With health care dominating national news, I was delighted to read a positive story about a hospital administrator's approach to coping with their fiscal crisis. The Boston Globe reported that Paul Levy, the hospital CEO, walked around the hospital and made simple, but critical, observations.

He stood at the nurses' stations, watching the transporters, the people who push the patients around in wheelchairs. He saw them talk to the patients, put them at ease, make them laugh.
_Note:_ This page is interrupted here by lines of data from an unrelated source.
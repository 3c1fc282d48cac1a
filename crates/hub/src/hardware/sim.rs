//! Simulated tent hardware, substituted when real devices cannot be
//! reached at startup.
//!
//! The sensor models the tent as a handful of random walks with mean
//! reversion, nudged by whatever the (simulated) devices are doing:
//! - light on warms the tent and dries the air
//! - exhaust pulls temperature, humidity and CO2 toward ambient
//! - humidifier / dehumidifier move humidity
//! - pump raises soil moisture, which otherwise dries slowly

use std::sync::Arc;

use async_trait::async_trait;
use parking_lot::Mutex;
use tracing::debug;

use super::{
    Actuator, Device, DeviceState, SensorReading, Sensor, MAX_SOIL_PROBES,
};
use crate::clock::Clock;
use crate::error::ControlResult;

// ---------------------------------------------------------------------------
// Gaussian approximation
// ---------------------------------------------------------------------------

/// Irwin-Hall: sum of 12 uniform [0,1) values minus 6.
fn approx_std_normal() -> f64 {
    let mut sum: f64 = 0.0;
    for _ in 0..12 {
        sum += fastrand::f64();
    }
    sum - 6.0
}

fn gaussian(mean: f64, sigma: f64) -> f64 {
    mean + sigma * approx_std_normal()
}

// ---------------------------------------------------------------------------
// Simulated sensor
// ---------------------------------------------------------------------------

struct Climate {
    temp_c: f64,
    humidity_pct: f64,
    co2_ppm: f64,
    probes: Vec<f64>,
}

/// Ambient conditions the walks revert toward.
const AMBIENT_TEMP_C: f64 = 22.0;
const AMBIENT_HUMIDITY_PCT: f64 = 55.0;
const AMBIENT_CO2_PPM: f64 = 420.0;

pub struct SimulatedSensor {
    climate: Mutex<Climate>,
    devices: Option<Arc<dyn Actuator>>,
    clock: Arc<dyn Clock>,
}

impl SimulatedSensor {
    /// `devices` lets the simulation react to commanded device state; pass
    /// the simulated actuator so both halves tell a consistent story.
    pub fn new(probe_count: usize, devices: Option<Arc<dyn Actuator>>, clock: Arc<dyn Clock>) -> Self {
        let probes = (0..probe_count.clamp(1, MAX_SOIL_PROBES))
            .map(|_| gaussian(45.0, 3.0).clamp(0.0, 100.0))
            .collect();
        Self {
            climate: Mutex::new(Climate {
                temp_c: AMBIENT_TEMP_C + 2.0,
                humidity_pct: AMBIENT_HUMIDITY_PCT,
                co2_ppm: AMBIENT_CO2_PPM + 100.0,
                probes,
            }),
            devices,
            clock,
        }
    }

    fn step(c: &mut Climate, devices: &DeviceState) {
        let on = |d| devices.is_on(d);

        let mut temp_push = 0.0;
        let mut hum_push = 0.0;
        let mut co2_push = 0.0;
        if on(Device::GrowLight) {
            temp_push += 0.4;
            hum_push -= 0.3;
        }
        if on(Device::HeatMat) {
            temp_push += 0.15;
        }
        if on(Device::ExhaustFan) {
            temp_push -= 0.3;
            hum_push -= 0.5;
            co2_push -= 40.0;
        }
        if on(Device::Humidifier) {
            hum_push += 1.2;
        }
        if on(Device::Dehumidifier) {
            hum_push -= 1.2;
        }
        if on(Device::Co2Solenoid) {
            co2_push += 60.0;
        }

        c.temp_c += 0.05 * (AMBIENT_TEMP_C - c.temp_c) + temp_push + gaussian(0.0, 0.1);
        c.humidity_pct += 0.05 * (AMBIENT_HUMIDITY_PCT - c.humidity_pct) + hum_push + gaussian(0.0, 0.4);
        c.co2_ppm += 0.05 * (AMBIENT_CO2_PPM - c.co2_ppm) + co2_push + gaussian(0.0, 8.0);

        c.temp_c = c.temp_c.clamp(5.0, 45.0);
        c.humidity_pct = c.humidity_pct.clamp(5.0, 99.0);
        c.co2_ppm = c.co2_ppm.clamp(300.0, 5000.0);

        let watering = on(Device::WaterPump);
        for p in &mut c.probes {
            let drift = if watering { 3.0 } else { -0.05 };
            *p = (*p + drift + gaussian(0.0, 0.2)).clamp(0.0, 100.0);
        }
    }
}

#[async_trait]
impl Sensor for SimulatedSensor {
    async fn connect(&self) -> bool {
        true
    }

    async fn read_all(&self) -> ControlResult<SensorReading> {
        let devices = match &self.devices {
            Some(a) => a.get_state().await.unwrap_or_default(),
            None => DeviceState::default(),
        };

        let mut c = self.climate.lock();
        Self::step(&mut c, &devices);

        let avg = c.probes.iter().sum::<f64>() / c.probes.len() as f64;
        let reading = SensorReading {
            air_temp_c: Some(round1(c.temp_c)),
            humidity_pct: Some(round1(c.humidity_pct)),
            vpd_kpa: None,
            co2_ppm: Some(c.co2_ppm.round()),
            soil_moisture_pct: Some(round1(avg)),
            soil_probes: c.probes.iter().copied().map(round1).collect(),
            leaf_temp_delta_c: Some(-1.5),
            captured_at: self.clock.now(),
        }
        .with_derived_vpd();
        debug!(temp = ?reading.air_temp_c, rh = ?reading.humidity_pct, "simulated reading");
        Ok(reading)
    }
}

fn round1(v: f64) -> f64 {
    (v * 10.0).round() / 10.0
}

// ---------------------------------------------------------------------------
// Simulated actuator
// ---------------------------------------------------------------------------

/// In-memory device board: accepts every command and reports it back.
pub struct SimulatedActuator {
    state: Mutex<DeviceState>,
}

impl SimulatedActuator {
    pub fn new() -> Self {
        Self {
            state: Mutex::new(DeviceState::all_off()),
        }
    }
}

impl Default for SimulatedActuator {
    fn default() -> Self {
        Self::new()
    }
}

#[async_trait]
impl Actuator for SimulatedActuator {
    async fn connect(&self) -> bool {
        true
    }

    async fn set_device(&self, device: Device, on: bool) -> ControlResult<()> {
        debug!(%device, on, "[sim] device set");
        self.state.lock().set(device, on);
        Ok(())
    }

    async fn get_state(&self) -> ControlResult<DeviceState> {
        Ok(self.state.lock().clone())
    }

    async fn set_brightness(&self, pct: u8) -> ControlResult<()> {
        self.state.lock().light_brightness = Some(pct.min(100));
        Ok(())
    }
}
He saw that the people who push the wheelchairs were practicing medicine.

He noticed the same when he poked his head into the rooms and watched as the people who deliver the food chatted up the patients and their families.

He watched the people who polish the corridors, who strip the sheets, who empty the trash cans, and he realized that a lot of them are immigrants, many of them had second jobs, most of them were just scraping by.

That is quite a refreshing change from the rancor and bitterness toward any number of groups--immigrants, welfare moms, homeless families, people of color, the poor--well, you get the idea. That bitterness, I believe, is one key factor that keeps us from our greatness. Without pretending to offer a panacea for all the world's woes, let me share with you a morsel to consider as you gather for Thanksgiving.

fruitTake one innocuous aspect of your daily life--brushing teeth, fixing sandwiches, traveling to work, squeezing limes, crawling into bed, etc.--and think of elements going into that action. Who made the toothpaste, packaged it, shipped it, put the price tag on it, facilitated your purchase of it? Who planted, harvested, packed, shipped, unpacked, displayed and sold your limes? You get the idea. Think of the little people in your life that you never see, much less think of, who bring you whatever necessities and comforts you might enjoy.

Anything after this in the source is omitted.